Try it.
Print this span of the material below exactly: the line with "repository 30850089d2e71f61", the line with "let digest = Sha256::digest(proxy_id.to_string().as_bytes());", and every line between them, but nothing else.

Start of Supplied records

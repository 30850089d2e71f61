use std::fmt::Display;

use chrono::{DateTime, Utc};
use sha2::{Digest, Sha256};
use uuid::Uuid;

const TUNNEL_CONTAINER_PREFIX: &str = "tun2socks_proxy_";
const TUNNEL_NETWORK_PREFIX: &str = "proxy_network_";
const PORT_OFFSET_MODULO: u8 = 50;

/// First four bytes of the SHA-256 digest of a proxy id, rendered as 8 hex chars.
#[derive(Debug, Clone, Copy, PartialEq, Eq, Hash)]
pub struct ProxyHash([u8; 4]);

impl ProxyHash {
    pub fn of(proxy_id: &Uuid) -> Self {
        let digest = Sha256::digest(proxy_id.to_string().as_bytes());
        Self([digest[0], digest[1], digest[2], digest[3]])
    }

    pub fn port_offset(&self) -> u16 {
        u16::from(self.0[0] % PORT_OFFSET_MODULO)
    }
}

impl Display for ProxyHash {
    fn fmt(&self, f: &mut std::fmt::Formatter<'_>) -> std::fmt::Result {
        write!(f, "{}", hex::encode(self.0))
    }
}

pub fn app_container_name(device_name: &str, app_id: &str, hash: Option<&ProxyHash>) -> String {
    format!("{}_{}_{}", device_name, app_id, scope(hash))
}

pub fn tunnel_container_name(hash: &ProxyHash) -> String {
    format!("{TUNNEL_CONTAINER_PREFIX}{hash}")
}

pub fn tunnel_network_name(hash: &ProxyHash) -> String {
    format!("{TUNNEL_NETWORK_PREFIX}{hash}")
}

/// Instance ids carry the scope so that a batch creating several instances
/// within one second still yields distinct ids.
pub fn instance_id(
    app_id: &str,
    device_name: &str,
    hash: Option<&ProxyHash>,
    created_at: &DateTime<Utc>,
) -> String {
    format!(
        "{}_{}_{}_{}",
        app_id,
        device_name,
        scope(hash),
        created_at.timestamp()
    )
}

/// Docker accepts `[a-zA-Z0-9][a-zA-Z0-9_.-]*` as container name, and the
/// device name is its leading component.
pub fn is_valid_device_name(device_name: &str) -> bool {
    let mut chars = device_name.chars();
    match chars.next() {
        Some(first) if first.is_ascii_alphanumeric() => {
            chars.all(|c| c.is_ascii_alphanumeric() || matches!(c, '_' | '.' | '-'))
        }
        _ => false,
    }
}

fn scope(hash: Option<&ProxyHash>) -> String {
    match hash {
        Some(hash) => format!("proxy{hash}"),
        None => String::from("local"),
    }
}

End of Supplied records
Start of Supplied records

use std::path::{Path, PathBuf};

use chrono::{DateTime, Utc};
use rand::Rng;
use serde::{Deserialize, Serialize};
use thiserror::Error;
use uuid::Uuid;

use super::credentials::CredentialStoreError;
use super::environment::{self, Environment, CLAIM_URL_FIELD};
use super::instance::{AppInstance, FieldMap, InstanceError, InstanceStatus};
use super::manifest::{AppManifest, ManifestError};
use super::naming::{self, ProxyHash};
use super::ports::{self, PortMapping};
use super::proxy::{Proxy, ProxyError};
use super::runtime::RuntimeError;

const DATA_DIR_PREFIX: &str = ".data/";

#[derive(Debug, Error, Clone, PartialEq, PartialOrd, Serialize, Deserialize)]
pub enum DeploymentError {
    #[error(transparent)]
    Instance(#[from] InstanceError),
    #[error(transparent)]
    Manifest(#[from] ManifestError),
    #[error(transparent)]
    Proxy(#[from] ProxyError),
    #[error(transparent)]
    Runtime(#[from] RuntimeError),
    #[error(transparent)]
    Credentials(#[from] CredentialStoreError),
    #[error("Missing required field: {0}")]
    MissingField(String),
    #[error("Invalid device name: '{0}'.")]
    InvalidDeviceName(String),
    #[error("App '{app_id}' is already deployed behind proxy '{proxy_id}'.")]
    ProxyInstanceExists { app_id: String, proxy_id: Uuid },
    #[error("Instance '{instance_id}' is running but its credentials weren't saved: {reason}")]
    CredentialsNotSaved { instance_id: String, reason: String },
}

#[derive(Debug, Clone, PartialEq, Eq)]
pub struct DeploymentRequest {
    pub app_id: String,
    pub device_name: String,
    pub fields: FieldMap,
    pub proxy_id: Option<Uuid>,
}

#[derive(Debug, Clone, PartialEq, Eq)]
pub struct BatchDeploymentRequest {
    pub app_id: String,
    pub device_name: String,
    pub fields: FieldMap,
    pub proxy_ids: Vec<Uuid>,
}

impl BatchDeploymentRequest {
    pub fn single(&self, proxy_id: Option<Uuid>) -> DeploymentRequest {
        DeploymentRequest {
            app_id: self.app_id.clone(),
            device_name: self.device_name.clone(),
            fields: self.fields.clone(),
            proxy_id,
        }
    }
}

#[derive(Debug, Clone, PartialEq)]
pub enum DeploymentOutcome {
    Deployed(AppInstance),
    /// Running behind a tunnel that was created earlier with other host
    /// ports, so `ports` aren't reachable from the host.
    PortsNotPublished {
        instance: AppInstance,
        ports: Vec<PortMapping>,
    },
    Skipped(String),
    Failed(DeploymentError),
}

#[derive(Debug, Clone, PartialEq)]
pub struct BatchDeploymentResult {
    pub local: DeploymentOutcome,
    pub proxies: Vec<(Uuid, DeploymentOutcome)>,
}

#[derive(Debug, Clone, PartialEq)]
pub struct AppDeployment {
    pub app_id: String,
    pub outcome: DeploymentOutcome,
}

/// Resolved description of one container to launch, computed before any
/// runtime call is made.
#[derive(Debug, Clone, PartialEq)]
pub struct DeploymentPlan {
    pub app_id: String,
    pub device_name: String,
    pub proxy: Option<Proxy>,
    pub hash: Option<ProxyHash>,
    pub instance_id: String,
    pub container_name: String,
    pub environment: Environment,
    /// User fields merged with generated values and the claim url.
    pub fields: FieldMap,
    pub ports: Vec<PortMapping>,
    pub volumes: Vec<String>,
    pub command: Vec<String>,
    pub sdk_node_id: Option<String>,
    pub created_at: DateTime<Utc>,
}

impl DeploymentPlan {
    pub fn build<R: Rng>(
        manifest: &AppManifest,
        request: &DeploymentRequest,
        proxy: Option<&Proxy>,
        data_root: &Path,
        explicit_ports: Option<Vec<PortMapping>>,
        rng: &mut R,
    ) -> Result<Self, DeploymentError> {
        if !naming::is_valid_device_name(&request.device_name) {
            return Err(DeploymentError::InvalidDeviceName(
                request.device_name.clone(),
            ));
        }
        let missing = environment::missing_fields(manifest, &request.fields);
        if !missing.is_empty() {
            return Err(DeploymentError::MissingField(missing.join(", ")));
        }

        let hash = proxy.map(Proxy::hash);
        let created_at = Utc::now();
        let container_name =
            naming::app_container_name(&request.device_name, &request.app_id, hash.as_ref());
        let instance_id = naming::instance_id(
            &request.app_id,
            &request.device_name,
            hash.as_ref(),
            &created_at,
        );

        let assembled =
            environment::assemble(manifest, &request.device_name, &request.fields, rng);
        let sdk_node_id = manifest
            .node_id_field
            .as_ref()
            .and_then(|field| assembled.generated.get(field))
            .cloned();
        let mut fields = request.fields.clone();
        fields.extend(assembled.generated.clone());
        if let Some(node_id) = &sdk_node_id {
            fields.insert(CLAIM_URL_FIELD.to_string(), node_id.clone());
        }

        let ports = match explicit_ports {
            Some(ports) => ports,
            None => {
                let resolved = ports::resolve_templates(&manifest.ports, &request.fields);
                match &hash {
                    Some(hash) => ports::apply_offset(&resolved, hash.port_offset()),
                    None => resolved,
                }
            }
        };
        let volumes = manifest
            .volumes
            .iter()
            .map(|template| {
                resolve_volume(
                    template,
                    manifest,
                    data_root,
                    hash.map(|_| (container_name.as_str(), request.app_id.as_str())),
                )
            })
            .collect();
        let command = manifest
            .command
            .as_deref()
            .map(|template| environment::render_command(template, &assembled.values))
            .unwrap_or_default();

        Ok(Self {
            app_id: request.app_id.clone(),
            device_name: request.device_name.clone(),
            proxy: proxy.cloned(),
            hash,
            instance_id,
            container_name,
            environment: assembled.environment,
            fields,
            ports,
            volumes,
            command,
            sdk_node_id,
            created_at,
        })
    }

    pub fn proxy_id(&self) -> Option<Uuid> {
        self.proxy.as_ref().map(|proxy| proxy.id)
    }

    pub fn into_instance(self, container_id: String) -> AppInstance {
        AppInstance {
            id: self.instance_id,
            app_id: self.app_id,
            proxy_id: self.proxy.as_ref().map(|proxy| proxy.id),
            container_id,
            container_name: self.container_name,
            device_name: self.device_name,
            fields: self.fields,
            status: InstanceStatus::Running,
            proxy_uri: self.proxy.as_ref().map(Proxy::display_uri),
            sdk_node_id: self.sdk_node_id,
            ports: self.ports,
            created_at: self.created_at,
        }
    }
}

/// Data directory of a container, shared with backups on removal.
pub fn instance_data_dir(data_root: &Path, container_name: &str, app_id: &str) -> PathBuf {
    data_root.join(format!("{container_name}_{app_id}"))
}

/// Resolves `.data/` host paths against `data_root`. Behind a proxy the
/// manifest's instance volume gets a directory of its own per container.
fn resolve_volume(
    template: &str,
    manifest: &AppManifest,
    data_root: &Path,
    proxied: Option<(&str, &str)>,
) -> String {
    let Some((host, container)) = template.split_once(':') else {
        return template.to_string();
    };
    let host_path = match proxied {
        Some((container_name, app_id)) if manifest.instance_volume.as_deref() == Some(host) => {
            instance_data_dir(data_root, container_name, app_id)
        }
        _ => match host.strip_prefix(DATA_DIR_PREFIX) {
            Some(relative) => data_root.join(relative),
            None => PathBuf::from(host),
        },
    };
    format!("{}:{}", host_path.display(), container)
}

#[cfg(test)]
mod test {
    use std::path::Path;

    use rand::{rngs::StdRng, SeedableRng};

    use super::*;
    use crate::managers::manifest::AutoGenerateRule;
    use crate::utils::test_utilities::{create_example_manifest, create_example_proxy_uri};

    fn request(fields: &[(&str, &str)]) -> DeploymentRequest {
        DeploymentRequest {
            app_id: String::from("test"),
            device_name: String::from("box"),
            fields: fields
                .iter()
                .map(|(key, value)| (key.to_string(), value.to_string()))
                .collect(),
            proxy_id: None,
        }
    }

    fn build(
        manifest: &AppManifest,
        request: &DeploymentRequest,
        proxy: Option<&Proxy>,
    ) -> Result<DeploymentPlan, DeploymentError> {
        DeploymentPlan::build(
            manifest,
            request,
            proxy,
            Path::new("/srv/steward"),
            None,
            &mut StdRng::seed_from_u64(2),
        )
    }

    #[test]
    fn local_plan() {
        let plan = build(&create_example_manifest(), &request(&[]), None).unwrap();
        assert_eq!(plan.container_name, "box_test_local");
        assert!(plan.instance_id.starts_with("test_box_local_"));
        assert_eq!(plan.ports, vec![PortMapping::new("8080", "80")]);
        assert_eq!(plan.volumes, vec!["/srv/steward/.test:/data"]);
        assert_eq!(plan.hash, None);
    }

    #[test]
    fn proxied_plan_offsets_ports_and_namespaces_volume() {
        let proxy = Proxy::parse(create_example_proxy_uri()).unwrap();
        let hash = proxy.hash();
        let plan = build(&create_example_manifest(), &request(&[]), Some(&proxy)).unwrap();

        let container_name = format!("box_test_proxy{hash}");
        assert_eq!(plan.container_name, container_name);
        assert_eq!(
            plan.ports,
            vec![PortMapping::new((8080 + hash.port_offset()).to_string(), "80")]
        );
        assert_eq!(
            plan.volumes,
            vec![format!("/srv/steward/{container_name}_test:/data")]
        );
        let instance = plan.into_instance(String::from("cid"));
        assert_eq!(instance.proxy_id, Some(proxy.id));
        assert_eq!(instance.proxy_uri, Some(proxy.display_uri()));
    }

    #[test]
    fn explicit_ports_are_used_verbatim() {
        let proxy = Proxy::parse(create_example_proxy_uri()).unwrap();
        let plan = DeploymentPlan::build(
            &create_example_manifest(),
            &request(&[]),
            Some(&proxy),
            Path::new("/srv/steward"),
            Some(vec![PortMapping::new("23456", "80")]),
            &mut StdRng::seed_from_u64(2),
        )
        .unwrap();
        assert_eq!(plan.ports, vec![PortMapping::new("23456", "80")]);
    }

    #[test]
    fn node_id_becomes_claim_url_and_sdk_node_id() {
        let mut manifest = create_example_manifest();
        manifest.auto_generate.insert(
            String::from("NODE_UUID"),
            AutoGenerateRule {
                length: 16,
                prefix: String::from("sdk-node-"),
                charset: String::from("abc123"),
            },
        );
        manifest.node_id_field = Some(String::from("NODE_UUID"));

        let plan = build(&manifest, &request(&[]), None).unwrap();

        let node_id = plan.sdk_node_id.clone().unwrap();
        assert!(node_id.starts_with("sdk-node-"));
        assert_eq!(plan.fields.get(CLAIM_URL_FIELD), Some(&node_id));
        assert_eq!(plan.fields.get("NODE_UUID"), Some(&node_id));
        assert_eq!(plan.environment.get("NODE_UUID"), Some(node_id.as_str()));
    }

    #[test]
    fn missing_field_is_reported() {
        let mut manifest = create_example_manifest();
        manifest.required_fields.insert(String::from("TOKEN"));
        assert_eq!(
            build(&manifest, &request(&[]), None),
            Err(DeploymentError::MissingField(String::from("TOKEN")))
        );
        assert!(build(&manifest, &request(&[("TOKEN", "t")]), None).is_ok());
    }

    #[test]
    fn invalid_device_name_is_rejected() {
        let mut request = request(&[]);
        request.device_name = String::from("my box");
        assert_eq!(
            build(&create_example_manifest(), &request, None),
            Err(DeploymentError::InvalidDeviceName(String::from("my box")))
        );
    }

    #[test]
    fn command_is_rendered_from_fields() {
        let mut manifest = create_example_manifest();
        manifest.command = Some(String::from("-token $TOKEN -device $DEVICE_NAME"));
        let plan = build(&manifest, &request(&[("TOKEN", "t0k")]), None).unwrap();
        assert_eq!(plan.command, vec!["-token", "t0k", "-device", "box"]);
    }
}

End of Supplied records

Answer to the exercise.
repository 30850089d2e71f61
use std::fmt::Display;

use chrono::{DateTime, Utc};
use sha2::{Digest, Sha256};
use uuid::Uuid;

const TUNNEL_CONTAINER_PREFIX: &str = "tun2socks_proxy_";
const TUNNEL_NETWORK_PREFIX: &str = "proxy_network_";
const PORT_OFFSET_MODULO: u8 = 50;

/// First four bytes of the SHA-256 digest of a proxy id, rendered as 8 hex chars.
#[derive(Debug, Clone, Copy, PartialEq, Eq, Hash)]
pub struct ProxyHash([u8; 4]);

impl ProxyHash {
    pub fn of(proxy_id: &Uuid) -> Self {
        let digest = Sha256::digest(proxy_id.to_string().as_bytes());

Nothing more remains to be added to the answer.